As a true gas at low temperatures, CD follows gas laws to evenly and completely fill the chamber that it is injected into. Although devices containing embedded batteries cannot be sterilised by EtO, CD gas has been shown to be compatible, as it doesn’t pose the same explosive risk as EtO. With many medical devices becoming even more complex and technical, companies commonly have devices that cannot be autoclaved, irradiated, or treated with EtO due to incompatibilities. This results in CD gas being the only viable solution for device sterilisation for many manufacturers and engineers.

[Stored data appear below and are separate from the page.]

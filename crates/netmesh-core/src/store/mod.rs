//! Network membership storage.
//!
//! Two variants implement the same [`NetworkStore`] contract:
//! [`local::LocalNetworkStore`] keeps the map in process memory, while
//! [`distributed::DistributedNetworkStore`] replicates it through etcd with
//! per-network mutual exclusion and cluster-wide change propagation.

pub mod config;
pub mod distributed;
pub mod local;

use crate::error::Result;
use crate::intent::ConnectivityIntent;
use crate::types::{HostId, NetworkEvent};
use async_trait::async_trait;
use parking_lot::RwLock;
use std::collections::BTreeSet;
use std::sync::atomic::{AtomicU64, Ordering};
use std::sync::Arc;

/// Receives change events from a store.
///
/// A store holds at most one delegate at a time. Notification may run inside
/// the store's per-network critical section, so implementations must not call
/// back into the store.
pub trait NetworkStoreDelegate: Send + Sync {
    fn notify(&self, event: NetworkEvent);
}

/// Identifies one delegate registration. Unregistering with a stale handle
/// (after another registration replaced it) does nothing.
#[derive(Debug, Clone, Copy, PartialEq, Eq)]
pub struct DelegateHandle(u64);

/// Replicated mapping from network name to host set and intent set.
///
/// All mutating operations on one network name are serialized across
/// concurrent callers; operations on distinct names proceed independently.
/// Every getter returns an owned snapshot, never a live reference into the
/// store. State-changing mutations deliver exactly one [`NetworkEvent`] to
/// the registered delegate, in per-network mutation order; no-ops deliver
/// nothing.
#[async_trait]
pub trait NetworkStore: Send + Sync {
    /// Creates `network` with empty host and intent sets. Idempotent: a
    /// repeat call mutates nothing and emits nothing.
    async fn put_network(&self, network: &str) -> Result<()>;

    /// Deletes `network` together with its intent set. Safe no-op if the
    /// network does not exist.
    async fn remove_network(&self, network: &str) -> Result<()>;

    /// Snapshot of all network names.
    async fn networks(&self) -> Result<BTreeSet<String>>;

    /// Adds `host` to `network` and returns the post-mutation host set,
    /// including `host`. Returns an empty set, mutating nothing, if the host
    /// was already a member.
    async fn add_host(&self, network: &str, host: &HostId) -> Result<BTreeSet<HostId>>;

    /// Removes `host` from `network`. No-op if the host is not a member.
    async fn remove_host(&self, network: &str, host: &HostId) -> Result<()>;

    /// Snapshot of the host set of `network`.
    async fn hosts(&self, network: &str) -> Result<BTreeSet<HostId>>;

    /// Merges `intents` into the stored intent set of `network`. Every
    /// intent is validated first; nothing is persisted if any fails.
    async fn add_intents(
        &self,
        network: &str,
        intents: BTreeSet<ConnectivityIntent>,
    ) -> Result<()>;

    /// Removes and returns the stored intents that name `host` as either
    /// endpoint, leaving the rest in place.
    async fn remove_intents_by_host(
        &self,
        network: &str,
        host: &HostId,
    ) -> Result<BTreeSet<ConnectivityIntent>>;

    /// Removes and returns the entire stored intent set of `network`.
    async fn remove_all_intents(&self, network: &str) -> Result<BTreeSet<ConnectivityIntent>>;

    /// Registers `delegate` as the single change observer, replacing any
    /// previous registration.
    fn register_delegate(&self, delegate: Arc<dyn NetworkStoreDelegate>) -> DelegateHandle;

    /// Drops the registration identified by `handle`, if still active.
    fn unregister_delegate(&self, handle: DelegateHandle);
}

/// Single-slot delegate holder shared by both store variants.
#[derive(Default)]
pub(crate) struct DelegateSlot {
    active: RwLock<Option<(DelegateHandle, Arc<dyn NetworkStoreDelegate>)>>,
    next_id: AtomicU64,
}

impl DelegateSlot {
    pub(crate) fn register(&self, delegate: Arc<dyn NetworkStoreDelegate>) -> DelegateHandle {
        let handle = DelegateHandle(self.next_id.fetch_add(1, Ordering::Relaxed));
        *self.active.write() = Some((handle, delegate));
        handle
    }

    pub(crate) fn unregister(&self, handle: DelegateHandle) {
        let mut active = self.active.write();
        if matches!(*active, Some((current, _)) if current == handle) {
            *active = None;
        }
    }

    pub(crate) fn notify(&self, event: NetworkEvent) {
        // Clone the Arc out so the callback runs without the slot lock held.
        let delegate = self.active.read().as_ref().map(|(_, d)| Arc::clone(d));
        if let Some(delegate) = delegate {
            delegate.notify(event);
        }
    }
}
//! Network membership and full-mesh connectivity management.
//!
//! A **network** is a named, dynamic set of hosts that should enjoy full
//! mesh connectivity: one connectivity intent per host pair. This crate
//! provides the replicated membership store at the center of that system:
//!
//! - Data model: host identifiers, connectivity intents, change events
//! - The [`NetworkStore`] contract with per-network mutual exclusion and
//!   single-slot change notification
//! - [`LocalNetworkStore`], the in-process variant
//! - [`DistributedNetworkStore`], the etcd-replicated variant with a
//!   cluster-wide change feed
//! - [`NetworkManager`], which computes mesh deltas, drives the external
//!   intent service, and fans events out to listeners

pub mod error;
pub mod intent;
pub mod manager;
pub mod store;
pub mod types;

pub use error::{Error, Result};
pub use intent::{
    ConnectivityIntent, IntentService, LoggingIntentService, TrafficSelector, TrafficTreatment,
};
pub use manager::{ListenerRegistry, NetworkListener, NetworkManager};
pub use store::config::StoreConfig;
pub use store::distributed::DistributedNetworkStore;
pub use store::local::LocalNetworkStore;
pub use store::{DelegateHandle, NetworkStore, NetworkStoreDelegate};
pub use types::{HostId, NetworkEvent, NetworkEventType};
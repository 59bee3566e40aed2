//! netmesh CLI for managing full-mesh connectivity networks.
//!
//! Each subcommand maps 1:1 onto a manager operation against the
//! etcd-replicated store and prints a one-line confirmation.

use clap::{Parser, Subcommand};
use netmesh_core::{
    DistributedNetworkStore, HostId, LoggingIntentService, NetworkManager, StoreConfig,
};
use std::sync::Arc;
use tracing::level_filters::LevelFilter;
use tracing_subscriber::{fmt, prelude::*, EnvFilter};

#[derive(Parser)]
#[command(name = "netmesh", version, about = "Manage full-mesh connectivity networks")]
struct Cli {
    /// etcd endpoints, comma-separated
    #[arg(
        long,
        env = "ETCD_ENDPOINTS",
        value_delimiter = ',',
        default_value = "http://127.0.0.1:2379"
    )]
    endpoints: Vec<String>,

    #[command(subcommand)]
    command: Command,
}

#[derive(Subcommand)]
enum Command {
    /// Create a new network
    CreateNetwork { name: String },
    /// Remove a network and withdraw its connectivity intents
    RemoveNetwork { name: String },
    /// Add a host to a network
    AddHost { network: String, host_id: String },
    /// Remove a host from a network
    RemoveHost { network: String, host_id: String },
    /// List all networks
    ListNetworks,
    /// List the hosts in a network
    ListHosts { network: String },
}

#[tokio::main]
async fn main() -> anyhow::Result<()> {
    tracing_subscriber::registry()
        .with(fmt::layer())
        .with(
            EnvFilter::builder()
                .with_default_directive(LevelFilter::WARN.into())
                .from_env_lossy(),
        )
        .init();

    let cli = Cli::parse();

    let mut config = StoreConfig::from_env();
    config.etcd_endpoints = cli.endpoints;

    let store = Arc::new(DistributedNetworkStore::connect(config).await?);
    let manager = NetworkManager::new(Arc::clone(&store), Arc::new(LoggingIntentService));
    manager.activate();

    let result = run(&manager, cli.command).await;

    manager.deactivate();
    store.shutdown();
    result
}

async fn run(
    manager: &NetworkManager<DistributedNetworkStore>,
    command: Command,
) -> anyhow::Result<()> {
    match command {
        Command::CreateNetwork { name } => {
            manager.create_network(&name).await?;
            println!("Created network {name}");
        }
        Command::RemoveNetwork { name } => {
            manager.delete_network(&name).await?;
            println!("Removed network {name}");
        }
        Command::AddHost { network, host_id } => {
            manager.add_host(&network, &HostId::from(host_id.as_str())).await?;
            println!("Added host {host_id} to {network}");
        }
        Command::RemoveHost { network, host_id } => {
            manager
                .remove_host(&network, &HostId::from(host_id.as_str()))
                .await?;
            println!("Removed host {host_id} from {network}");
        }
        Command::ListNetworks => {
            for name in manager.networks().await? {
                println!("{name}");
            }
        }
        Command::ListHosts { network } => {
            for host in manager.hosts(&network).await? {
                println!("{host}");
            }
        }
    }
    Ok(())
}
//! Core identifiers and change events for the network map.

use chrono::{DateTime, Utc};
use serde::{Deserialize, Serialize};
use std::fmt;

/// Opaque identifier of an end-station attached to a network.
#[derive(Debug, Clone, PartialEq, Eq, PartialOrd, Ord, Hash, Serialize, Deserialize)]
#[serde(transparent)]
pub struct HostId(String);

impl HostId {
    pub fn new(id: impl Into<String>) -> Self {
        Self(id.into())
    }

    pub fn as_str(&self) -> &str {
        &self.0
    }
}

impl fmt::Display for HostId {
    fn fmt(&self, f: &mut fmt::Formatter<'_>) -> fmt::Result {
        f.write_str(&self.0)
    }
}

impl From<&str> for HostId {
    fn from(id: &str) -> Self {
        Self(id.to_string())
    }
}

impl From<String> for HostId {
    fn from(id: String) -> Self {
        Self(id)
    }
}

/// Kind of change applied to the network map.
///
/// Intent mutations never produce an event of their own; the membership
/// change that triggered them is reported as [`NetworkEventType::Updated`].
#[derive(Debug, Clone, Copy, PartialEq, Eq, Serialize, Deserialize)]
#[serde(rename_all = "snake_case")]
pub enum NetworkEventType {
    /// A network was created.
    Added,
    /// A network's host set changed.
    Updated,
    /// A network was removed.
    Removed,
}

/// Describes a single change to the network map.
#[derive(Debug, Clone)]
pub struct NetworkEvent {
    /// What happened.
    pub event_type: NetworkEventType,
    /// Name of the affected network.
    pub network: String,
    /// When the event was observed locally.
    pub time: DateTime<Utc>,
}

impl NetworkEvent {
    pub fn new(event_type: NetworkEventType, network: impl Into<String>) -> Self {
        Self {
            event_type,
            network: network.into(),
            time: Utc::now(),
        }
    }
}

Although CD gas can provide sterilisation at ambient pressure, use within vacuum pressure chambers allows for the sterilisation of complex devices and those within bulk packaging. CD gas also offers a vast reduction in cycle time and complexity of the sterilisation process. Items can be loaded into a single sterilisation chamber where the entire cycle, including aeration, occurs. Cycle lengths vary depending on each device’s requirements, but typically last from 2 to 8 hours, inclusive of aeration time.
Progression
Furthering the progression away from EtO, the FDA newly approved a contract sterilisation facility for medical devices utilising CD gas in late 2020.1 This breakthrough advancement was awarded to ClorDiSys Solutions. The company was established in 2001, beginning as an adoption of technology the founders originally created within Johnson and Johnson. There, medical devices such as interocular contact lenses, sutures, artificial hip joints and more were sterilised internally using CD gas. This facility recently processed the first commercially sold medical device sterilised with CD gas that has US approval.
A draft Reference File for the use of CD gas has been created, which is developed from ISO and AAMI EtO guidelines. This serves to aid in submission packages to both the FDA and EU regulatory agencies. These tools provide a regulatory roadmap for validating the sterilisation process outside of the typical EtO, Gamma irradiation, E-Beam/X-ray, steam, and dry-heat methods.
As regulations regarding the use of EtO tighten, the ability to pursue effective alternatives is becoming crucial. CD gas’s increasing prevalence within the market marks the closest process to EtO without the environmental concerns, giving hope to a safer future for medical device sterilisation.
References
1. ClorDiSys Solutions, Inc, Branchburg, NJ, (Registration #3013115071).
2. US EPA. Evaluation of the Inhalation Carcinogenicity of Ethylene Oxide (Final Report). US Environmental Protection Agency, Washington, DC, EPA/635/R-16/350F, 2016.